Ich bin in der privilegierten Lage, zahlreiche Führende zu beobachten und mit ihnen über ihre Herausforderung zu sprechen. Ich stelle in Bezug zur Gesundheit fest, dass sie versuchen, Mitarbeitende zu schonen, also deren Belastung zu reduzieren, indem Sie Arbeiten selbst übernehmen, oder anderen (robusteren) Mitarbeitenden übertragen – mit aus meiner Sicht eher unglücklich Folgen:

Erstens schwächen Sie sich selbst. Denn Sie reduzieren ihren Fokus und damit ihre Wirkung. Andere Themen kommen zu kurz, was mittelfristig zu weiteren Engpässen führen wird.

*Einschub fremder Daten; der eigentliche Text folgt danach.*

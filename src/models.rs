// src/models.rs

pub mod attachment;
pub mod comment;
pub mod notification;
pub mod project;
pub mod store;
pub mod task;
pub mod team;
pub mod user;

pub type UserId = u64;
pub type TeamId = u64;
pub type ProjectId = u64;
pub type TaskId = u64;
pub type CommentId = u64;
pub type AttachmentId = u64;

/// Error returned when a closed enum value (role, status, priority, target
/// type) is parsed from free text.
#[derive(Debug, Clone, PartialEq, Eq, thiserror::Error)]
#[error("The selected {field} is invalid.")]
pub struct InvalidChoice {
    pub field: &'static str,
    pub value: String,
}

impl InvalidChoice {
    pub fn new(field: &'static str, value: &str) -> Self {
        Self {
            field,
            value: value.to_string(),
        }
    }
}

Zweitens schwächen Sie die (vermeintlich) robusteren Mitarbeitenden. Selbstverständlich nützen wir das Prinzip der Lastverteilung bei Ausfällen oder Ferienvertretungen. Das Wissen um die begrenzte Dauer hilft, diese Situation besser zu ertragen. Führende verpassen oft, diese zeitliche Begrenzung zu definieren. Sie erleichtern dadurch eine Art Zweiklassengesellschaft.

Drittens zementieren Sie den Glauben gerade in den Verschonten, dass es wieder besser werden wird. Und das ist schlichtweg nicht der Fall - ausharren ist keine Option. Geht es nicht eher darum, sich (offiziell) von bisherigen Ansprüchen oder Erwartungen zu verabschieden?

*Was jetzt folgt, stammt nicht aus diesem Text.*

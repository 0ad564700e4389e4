use crate::models::{
    attachment::Attachment,
    store::{AttachableRef, Store},
    user::User,
};

use super::{Action, Target, evaluate};

fn target_of(on: AttachableRef<'_>) -> Target<'_> {
    match on {
        AttachableRef::Project(p) => Target::Project(p),
        AttachableRef::Task(t) => Target::Task(t),
        AttachableRef::Comment(c) => Target::Comment(c),
    }
}

/// Uploading needs update rights on whatever the file is attached to.
pub(super) fn can_create_on(store: &Store, actor: &User, on: AttachableRef<'_>) -> bool {
    evaluate(store, actor, Action::Update, target_of(on))
}

pub(super) fn can_view_on(store: &Store, actor: &User, on: AttachableRef<'_>) -> bool {
    evaluate(store, actor, Action::View, target_of(on))
}

pub(super) fn allows(store: &Store, actor: &User, action: Action, attachment: &Attachment) -> bool {
    let Some(on) = store.resolve_attachable(attachment.attachable) else {
        return false;
    };
    let uploader = attachment.user_id == actor.id;
    match action {
        Action::View => uploader || can_view_on(store, actor, on),
        Action::Create => can_create_on(store, actor, on),
        Action::Update | Action::Delete => {
            uploader || evaluate(store, actor, Action::Update, target_of(on))
        }
        Action::Restore | Action::AddMember | Action::ManageMembers => false,
    }
}

#[cfg(test)]
mod tests {
    use rstest::rstest;

    use crate::{
        models::{
            attachment::{Attachable, Attachment},
            store::AttachableRef,
        },
        policy::{Action, Target, can, fixtures::World},
    };

    fn attachment(user_id: u64, attachable: Attachable) -> Attachment {
        Attachment {
            id: 1,
            user_id,
            attachable,
            disk: "local".to_string(),
            path: "attachments/spec.pdf".to_string(),
            file_name: "plan.pdf".to_string(),
            file_size: 10,
            mime_type: "application/pdf".to_string(),
            created_at: jiff::Timestamp::UNIX_EPOCH,
            updated_at: jiff::Timestamp::UNIX_EPOCH,
        }
    }

    #[rstest]
    #[case("project_member", true, false)]
    #[case("project_pm", true, true)]
    #[case("team_member", true, false)]
    #[case("creator", true, true)]
    #[case("outsider", false, false)]
    fn test_project_attachment_delegates(
        #[case] who: &str,
        #[case] view: bool,
        #[case] delete: bool,
    ) {
        let world = World::new();
        let file = attachment(world.owner.id, Attachable::Project(world.project.id));
        let actor = world.user(who);
        assert_eq!(can(&world.store, actor, Action::View, Target::Attachment(&file)), view);
        assert_eq!(can(&world.store, actor, Action::Delete, Target::Attachment(&file)), delete);
    }

    #[test]
    fn test_uploader_keeps_control_of_own_file() {
        let world = World::new();
        let file = attachment(world.team_member.id, Attachable::Task(world.task.id));
        for action in [Action::View, Action::Update, Action::Delete] {
            assert!(can(&world.store, &world.team_member, action, Target::Attachment(&file)));
        }
    }

    #[test]
    fn test_comment_attachment_follows_comment_update_rule() {
        let world = World::new();
        let file = attachment(world.owner.id, Attachable::Comment(world.task_comment.id));
        // the comment author may update the comment; the assignee may only see it
        assert!(can(&world.store, &world.project_member, Action::Update, Target::Attachment(&file)));
        assert!(can(&world.store, &world.assignee, Action::View, Target::Attachment(&file)));
        assert!(!can(&world.store, &world.assignee, Action::Update, Target::Attachment(&file)));
    }

    #[test]
    fn test_upload_requires_update_on_target() {
        let world = World::new();
        let on_task = Target::AttachmentOn(AttachableRef::Task(&world.task));
        assert!(can(&world.store, &world.assignee, Action::Create, on_task));
        assert!(!can(&world.store, &world.team_member, Action::Create, on_task));
    }
}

Wenn Führende schonend eingreifen (so gut das auch gemeint ist), reduzieren sie einerseits die Möglichkeit zu dieser Erkenntnis zu kommen und sie fördern andererseits die Hoffnung, dass es wieder wie früher wird. Das sollten sie unterlassen, denn sie setzen dadurch falsche Signale für die Weiterentwicklung der Mitarbeitenden.

Erfolgversprechender ist aus meiner Sicht eine Diskussion darüber, welche bestehenden Ansprüche einem gesunden Arbeiten im Weg stehen. Vielleicht starten Sie damit, dass Sie Mitarbeitende aufschreiben lassen, welche ungeschriebenen Gesetze im Team gelten. Haben Sie Ihre Organisationseinheit wirklich aufgeräumt und ausgemistet? Wie gut gelingt es Ihnen, bisherige Tabu-Themen anzusprechen oder den Elephant in The Room? Denn wenn es eh nicht wird wie früher, weshalb sollte es sich lohnen, alten Ballast mitzutragen?

Gehen Sie einen Schritt weiter und fragen Sie Mitarbeitenden, welche Sorgen sie in der Arbeit belasten. Achten Sie dabei auf die oben skizzierten zwei Ängste. Suchen Sie dann im Unternehmen oder auch extern nach Unterstützungsmöglichkeiten zu Stärkung der individuellen Resilienz.